- _EXERCISE PROMPT_:
If a line of the records contains the word "ClickEvent", list it.

(Beginning of STUDY MATERIAL)

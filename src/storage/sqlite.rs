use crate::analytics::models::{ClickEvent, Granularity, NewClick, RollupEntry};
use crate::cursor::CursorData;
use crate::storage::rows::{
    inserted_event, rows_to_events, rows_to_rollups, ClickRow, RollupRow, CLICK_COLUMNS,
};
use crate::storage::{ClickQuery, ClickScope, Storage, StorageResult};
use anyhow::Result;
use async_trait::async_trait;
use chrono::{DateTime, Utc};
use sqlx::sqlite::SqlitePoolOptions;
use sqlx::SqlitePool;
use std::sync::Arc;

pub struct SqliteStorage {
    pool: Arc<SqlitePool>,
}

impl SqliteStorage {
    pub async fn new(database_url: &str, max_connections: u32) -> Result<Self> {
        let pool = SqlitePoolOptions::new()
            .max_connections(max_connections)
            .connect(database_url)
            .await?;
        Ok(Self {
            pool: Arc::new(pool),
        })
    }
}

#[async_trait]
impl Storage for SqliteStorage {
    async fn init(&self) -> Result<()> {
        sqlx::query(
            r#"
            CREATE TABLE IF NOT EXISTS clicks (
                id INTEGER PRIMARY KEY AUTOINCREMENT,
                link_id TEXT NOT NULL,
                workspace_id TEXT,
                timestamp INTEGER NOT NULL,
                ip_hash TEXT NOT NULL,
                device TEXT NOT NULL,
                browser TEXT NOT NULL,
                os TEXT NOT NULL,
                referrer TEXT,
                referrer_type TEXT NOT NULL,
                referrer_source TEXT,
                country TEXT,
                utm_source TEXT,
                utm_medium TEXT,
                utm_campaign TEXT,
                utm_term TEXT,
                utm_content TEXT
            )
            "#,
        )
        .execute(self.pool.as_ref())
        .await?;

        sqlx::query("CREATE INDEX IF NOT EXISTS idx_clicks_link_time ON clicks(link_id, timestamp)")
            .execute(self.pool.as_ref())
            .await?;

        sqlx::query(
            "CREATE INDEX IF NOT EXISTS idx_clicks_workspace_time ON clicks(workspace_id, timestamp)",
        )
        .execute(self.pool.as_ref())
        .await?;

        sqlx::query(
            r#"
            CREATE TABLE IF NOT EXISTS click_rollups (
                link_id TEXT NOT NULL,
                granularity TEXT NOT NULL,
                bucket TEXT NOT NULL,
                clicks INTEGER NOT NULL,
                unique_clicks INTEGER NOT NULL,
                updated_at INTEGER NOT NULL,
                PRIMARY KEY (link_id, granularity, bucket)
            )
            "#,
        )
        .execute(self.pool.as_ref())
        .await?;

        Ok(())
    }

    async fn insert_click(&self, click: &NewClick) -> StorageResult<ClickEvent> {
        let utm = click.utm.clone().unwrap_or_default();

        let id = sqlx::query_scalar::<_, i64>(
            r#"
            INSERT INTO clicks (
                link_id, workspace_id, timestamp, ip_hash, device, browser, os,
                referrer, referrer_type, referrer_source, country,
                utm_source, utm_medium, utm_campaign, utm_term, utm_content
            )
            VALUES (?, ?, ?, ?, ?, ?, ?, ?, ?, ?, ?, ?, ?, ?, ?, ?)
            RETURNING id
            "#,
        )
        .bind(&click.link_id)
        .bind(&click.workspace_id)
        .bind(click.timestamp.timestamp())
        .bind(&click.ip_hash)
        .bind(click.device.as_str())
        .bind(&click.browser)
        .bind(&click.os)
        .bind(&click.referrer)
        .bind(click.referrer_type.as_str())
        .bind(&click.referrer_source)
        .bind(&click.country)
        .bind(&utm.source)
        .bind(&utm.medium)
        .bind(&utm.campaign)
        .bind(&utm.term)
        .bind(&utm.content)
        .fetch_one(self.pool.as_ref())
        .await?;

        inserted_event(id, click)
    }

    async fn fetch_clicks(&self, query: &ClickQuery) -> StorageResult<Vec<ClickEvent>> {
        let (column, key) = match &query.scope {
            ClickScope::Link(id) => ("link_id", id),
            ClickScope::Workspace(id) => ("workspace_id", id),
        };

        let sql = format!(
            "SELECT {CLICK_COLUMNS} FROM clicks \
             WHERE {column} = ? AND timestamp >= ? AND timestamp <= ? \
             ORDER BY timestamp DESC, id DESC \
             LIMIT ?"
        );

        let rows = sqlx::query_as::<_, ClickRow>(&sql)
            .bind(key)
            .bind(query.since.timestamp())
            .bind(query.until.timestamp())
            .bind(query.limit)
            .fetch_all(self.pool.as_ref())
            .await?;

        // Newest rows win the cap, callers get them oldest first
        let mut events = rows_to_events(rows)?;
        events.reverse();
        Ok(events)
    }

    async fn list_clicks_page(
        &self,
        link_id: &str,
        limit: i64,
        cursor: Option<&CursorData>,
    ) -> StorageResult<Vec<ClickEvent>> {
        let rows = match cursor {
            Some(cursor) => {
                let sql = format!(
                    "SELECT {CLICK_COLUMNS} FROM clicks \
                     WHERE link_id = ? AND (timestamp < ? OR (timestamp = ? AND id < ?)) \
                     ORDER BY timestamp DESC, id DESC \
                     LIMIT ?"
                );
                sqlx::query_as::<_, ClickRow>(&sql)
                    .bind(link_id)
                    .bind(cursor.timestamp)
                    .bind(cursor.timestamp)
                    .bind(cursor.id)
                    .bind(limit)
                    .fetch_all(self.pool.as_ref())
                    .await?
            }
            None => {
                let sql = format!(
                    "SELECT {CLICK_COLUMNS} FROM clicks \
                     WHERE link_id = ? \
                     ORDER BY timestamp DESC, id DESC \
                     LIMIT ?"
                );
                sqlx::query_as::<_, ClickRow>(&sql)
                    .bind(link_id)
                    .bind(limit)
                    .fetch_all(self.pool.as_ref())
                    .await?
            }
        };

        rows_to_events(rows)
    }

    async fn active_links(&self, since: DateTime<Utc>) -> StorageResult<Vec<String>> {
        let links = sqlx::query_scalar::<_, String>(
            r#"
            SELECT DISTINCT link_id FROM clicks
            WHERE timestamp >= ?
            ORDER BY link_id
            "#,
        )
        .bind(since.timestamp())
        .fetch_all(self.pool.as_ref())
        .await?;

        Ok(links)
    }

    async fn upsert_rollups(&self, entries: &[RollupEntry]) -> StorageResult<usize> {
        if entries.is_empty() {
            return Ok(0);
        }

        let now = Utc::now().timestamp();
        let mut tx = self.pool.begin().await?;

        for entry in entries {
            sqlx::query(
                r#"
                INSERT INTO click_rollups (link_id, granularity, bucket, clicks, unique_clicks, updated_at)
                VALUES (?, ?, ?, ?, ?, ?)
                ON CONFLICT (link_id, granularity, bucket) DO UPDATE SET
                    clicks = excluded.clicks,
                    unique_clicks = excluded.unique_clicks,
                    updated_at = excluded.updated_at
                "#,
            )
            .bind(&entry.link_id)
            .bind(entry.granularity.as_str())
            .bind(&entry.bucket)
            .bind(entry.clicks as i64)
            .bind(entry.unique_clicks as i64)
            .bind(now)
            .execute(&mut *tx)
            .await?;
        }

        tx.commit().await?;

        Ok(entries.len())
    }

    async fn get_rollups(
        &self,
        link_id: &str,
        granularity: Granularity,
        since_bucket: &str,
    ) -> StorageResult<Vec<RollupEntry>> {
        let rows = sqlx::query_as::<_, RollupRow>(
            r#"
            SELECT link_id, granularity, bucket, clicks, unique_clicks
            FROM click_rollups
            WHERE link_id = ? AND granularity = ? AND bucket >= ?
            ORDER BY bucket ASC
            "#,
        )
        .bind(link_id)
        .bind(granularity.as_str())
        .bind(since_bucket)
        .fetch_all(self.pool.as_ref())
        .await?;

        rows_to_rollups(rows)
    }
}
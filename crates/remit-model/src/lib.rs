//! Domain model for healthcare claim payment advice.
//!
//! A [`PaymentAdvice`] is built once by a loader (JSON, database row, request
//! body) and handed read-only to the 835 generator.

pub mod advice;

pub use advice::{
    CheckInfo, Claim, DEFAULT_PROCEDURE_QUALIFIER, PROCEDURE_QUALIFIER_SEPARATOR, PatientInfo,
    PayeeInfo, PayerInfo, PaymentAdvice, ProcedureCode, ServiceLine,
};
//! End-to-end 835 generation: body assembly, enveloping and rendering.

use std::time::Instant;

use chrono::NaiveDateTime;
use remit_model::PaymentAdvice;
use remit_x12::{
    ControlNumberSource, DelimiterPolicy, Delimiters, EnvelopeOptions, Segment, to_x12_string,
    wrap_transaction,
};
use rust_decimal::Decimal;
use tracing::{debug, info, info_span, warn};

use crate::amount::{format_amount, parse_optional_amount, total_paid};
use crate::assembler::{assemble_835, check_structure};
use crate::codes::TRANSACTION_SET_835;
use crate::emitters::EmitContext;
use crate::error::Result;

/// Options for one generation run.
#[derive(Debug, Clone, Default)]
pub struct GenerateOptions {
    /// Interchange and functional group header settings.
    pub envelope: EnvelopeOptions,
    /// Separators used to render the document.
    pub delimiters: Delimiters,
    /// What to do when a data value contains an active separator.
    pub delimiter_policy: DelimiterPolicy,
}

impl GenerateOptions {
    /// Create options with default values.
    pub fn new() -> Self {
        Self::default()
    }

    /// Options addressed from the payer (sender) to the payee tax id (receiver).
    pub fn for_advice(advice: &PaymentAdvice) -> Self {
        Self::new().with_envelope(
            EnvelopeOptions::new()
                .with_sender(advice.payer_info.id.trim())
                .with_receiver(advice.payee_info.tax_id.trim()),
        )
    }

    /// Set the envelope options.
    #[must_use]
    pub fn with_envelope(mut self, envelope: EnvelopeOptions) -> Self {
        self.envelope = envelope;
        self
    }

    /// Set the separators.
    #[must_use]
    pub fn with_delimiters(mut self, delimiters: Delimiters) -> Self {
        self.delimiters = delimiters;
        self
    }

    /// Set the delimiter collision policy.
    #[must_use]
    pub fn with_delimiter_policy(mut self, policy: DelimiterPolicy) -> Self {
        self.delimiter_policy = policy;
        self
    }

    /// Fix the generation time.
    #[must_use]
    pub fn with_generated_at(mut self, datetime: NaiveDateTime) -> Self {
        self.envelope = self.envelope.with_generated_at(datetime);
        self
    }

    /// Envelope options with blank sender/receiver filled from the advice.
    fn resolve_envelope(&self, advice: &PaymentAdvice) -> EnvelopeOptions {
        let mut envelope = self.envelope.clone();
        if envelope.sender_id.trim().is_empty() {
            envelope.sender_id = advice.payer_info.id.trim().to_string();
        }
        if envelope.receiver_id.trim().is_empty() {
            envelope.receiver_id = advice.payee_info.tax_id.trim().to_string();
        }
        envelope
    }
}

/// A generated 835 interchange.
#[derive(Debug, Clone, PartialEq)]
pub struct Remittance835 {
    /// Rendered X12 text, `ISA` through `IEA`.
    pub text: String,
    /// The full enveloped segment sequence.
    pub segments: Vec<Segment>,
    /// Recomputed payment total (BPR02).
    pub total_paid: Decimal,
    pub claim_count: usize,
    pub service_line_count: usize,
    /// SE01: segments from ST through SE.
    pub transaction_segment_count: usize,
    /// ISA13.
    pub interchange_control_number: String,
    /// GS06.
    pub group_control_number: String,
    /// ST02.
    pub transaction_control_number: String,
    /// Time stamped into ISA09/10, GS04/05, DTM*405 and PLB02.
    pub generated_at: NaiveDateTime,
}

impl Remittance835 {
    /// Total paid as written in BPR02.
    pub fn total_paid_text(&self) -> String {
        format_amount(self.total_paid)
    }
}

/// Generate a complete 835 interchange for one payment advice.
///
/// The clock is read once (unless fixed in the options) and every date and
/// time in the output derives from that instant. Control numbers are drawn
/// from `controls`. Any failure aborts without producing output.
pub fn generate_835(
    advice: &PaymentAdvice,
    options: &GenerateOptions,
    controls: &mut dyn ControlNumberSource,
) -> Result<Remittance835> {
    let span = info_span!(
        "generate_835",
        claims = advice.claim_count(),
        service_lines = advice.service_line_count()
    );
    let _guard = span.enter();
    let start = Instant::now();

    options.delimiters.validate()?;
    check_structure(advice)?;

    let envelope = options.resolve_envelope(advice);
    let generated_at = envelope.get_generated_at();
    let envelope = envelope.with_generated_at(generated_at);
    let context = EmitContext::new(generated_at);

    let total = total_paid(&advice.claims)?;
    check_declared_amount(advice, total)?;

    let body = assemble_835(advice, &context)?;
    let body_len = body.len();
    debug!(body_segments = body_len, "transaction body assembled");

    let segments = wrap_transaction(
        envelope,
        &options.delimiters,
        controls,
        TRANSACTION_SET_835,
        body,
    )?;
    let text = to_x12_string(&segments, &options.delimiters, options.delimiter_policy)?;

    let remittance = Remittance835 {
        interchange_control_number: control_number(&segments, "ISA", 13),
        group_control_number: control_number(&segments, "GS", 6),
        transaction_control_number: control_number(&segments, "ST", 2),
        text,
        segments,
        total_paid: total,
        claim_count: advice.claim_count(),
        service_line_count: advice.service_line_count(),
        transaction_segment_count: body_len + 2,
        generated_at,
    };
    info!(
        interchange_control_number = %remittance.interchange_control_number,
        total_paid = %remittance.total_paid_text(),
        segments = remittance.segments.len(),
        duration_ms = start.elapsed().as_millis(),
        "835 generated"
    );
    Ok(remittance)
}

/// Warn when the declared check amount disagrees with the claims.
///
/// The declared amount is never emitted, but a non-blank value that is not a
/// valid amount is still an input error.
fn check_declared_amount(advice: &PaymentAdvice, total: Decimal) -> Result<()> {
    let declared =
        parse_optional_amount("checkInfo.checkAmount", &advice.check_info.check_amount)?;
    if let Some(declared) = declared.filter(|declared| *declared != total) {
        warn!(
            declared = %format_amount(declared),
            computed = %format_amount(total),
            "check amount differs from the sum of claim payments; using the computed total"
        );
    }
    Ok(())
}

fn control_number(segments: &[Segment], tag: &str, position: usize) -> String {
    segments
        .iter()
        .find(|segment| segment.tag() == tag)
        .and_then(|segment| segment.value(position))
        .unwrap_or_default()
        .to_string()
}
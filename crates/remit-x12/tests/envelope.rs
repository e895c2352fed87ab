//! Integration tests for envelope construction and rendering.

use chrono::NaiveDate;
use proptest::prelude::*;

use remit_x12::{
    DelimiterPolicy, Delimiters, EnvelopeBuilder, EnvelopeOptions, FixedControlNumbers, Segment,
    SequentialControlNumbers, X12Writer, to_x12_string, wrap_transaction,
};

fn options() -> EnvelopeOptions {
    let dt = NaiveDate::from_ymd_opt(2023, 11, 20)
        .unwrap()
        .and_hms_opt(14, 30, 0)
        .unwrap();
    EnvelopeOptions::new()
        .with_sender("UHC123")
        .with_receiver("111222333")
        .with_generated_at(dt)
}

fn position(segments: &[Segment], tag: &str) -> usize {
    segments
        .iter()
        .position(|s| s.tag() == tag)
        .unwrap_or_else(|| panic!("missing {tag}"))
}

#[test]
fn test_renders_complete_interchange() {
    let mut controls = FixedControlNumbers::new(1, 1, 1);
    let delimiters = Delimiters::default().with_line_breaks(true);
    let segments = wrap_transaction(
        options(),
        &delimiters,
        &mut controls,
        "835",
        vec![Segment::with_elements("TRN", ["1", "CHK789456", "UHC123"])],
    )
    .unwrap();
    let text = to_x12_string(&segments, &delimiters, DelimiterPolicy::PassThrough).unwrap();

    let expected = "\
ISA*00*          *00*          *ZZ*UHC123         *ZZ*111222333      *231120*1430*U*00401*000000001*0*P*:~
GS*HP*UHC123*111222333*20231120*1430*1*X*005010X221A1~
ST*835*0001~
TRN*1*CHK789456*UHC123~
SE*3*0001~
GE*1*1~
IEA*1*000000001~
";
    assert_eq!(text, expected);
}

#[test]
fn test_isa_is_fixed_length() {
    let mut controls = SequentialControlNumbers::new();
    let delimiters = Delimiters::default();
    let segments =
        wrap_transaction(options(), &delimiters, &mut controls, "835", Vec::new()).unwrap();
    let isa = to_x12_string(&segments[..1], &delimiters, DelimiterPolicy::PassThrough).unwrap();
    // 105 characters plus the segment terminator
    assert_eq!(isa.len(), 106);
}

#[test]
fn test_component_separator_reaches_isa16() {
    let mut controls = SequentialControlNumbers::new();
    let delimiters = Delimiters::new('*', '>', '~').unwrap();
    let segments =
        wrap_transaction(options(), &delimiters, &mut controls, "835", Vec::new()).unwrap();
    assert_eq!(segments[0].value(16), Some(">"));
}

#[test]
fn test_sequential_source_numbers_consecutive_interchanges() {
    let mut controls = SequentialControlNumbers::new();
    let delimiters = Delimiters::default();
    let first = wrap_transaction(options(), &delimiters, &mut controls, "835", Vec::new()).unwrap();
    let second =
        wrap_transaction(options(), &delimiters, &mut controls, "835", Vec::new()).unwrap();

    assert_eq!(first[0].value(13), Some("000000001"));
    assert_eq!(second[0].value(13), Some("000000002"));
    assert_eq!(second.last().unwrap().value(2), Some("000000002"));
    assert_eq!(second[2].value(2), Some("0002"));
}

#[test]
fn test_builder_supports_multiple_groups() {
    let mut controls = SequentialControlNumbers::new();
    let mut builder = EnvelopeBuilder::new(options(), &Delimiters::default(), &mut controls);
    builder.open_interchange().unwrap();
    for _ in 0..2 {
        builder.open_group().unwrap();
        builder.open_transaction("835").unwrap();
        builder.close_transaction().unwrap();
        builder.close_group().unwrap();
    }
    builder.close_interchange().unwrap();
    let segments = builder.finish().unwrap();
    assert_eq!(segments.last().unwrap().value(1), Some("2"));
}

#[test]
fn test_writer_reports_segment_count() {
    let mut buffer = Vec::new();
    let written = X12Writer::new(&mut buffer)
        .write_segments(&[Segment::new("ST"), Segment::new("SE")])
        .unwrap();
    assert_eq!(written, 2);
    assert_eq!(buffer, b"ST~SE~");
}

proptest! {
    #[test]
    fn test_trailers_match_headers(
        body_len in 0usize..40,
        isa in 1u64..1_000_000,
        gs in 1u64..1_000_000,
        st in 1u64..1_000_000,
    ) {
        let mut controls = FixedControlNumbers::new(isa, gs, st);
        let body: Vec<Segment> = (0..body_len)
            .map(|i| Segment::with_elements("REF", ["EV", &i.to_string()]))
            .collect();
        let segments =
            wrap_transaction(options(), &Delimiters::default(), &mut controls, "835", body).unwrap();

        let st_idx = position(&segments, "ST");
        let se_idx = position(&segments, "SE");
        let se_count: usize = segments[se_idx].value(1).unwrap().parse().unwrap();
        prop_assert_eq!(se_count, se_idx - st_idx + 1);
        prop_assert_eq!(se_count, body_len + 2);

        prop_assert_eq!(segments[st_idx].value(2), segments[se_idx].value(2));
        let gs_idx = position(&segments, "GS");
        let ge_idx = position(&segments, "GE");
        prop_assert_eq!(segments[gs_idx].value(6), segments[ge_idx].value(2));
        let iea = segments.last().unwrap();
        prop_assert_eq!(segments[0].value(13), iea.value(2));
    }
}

(End of STUDY MATERIAL)

- _RESULT_:
use crate::analytics::models::{ClickEvent, Granularity, NewClick, RollupEntry};
    async fn insert_click(&self, click: &NewClick) -> StorageResult<ClickEvent> {
    async fn fetch_clicks(&self, query: &ClickQuery) -> StorageResult<Vec<ClickEvent>> {
    ) -> StorageResult<Vec<ClickEvent>> {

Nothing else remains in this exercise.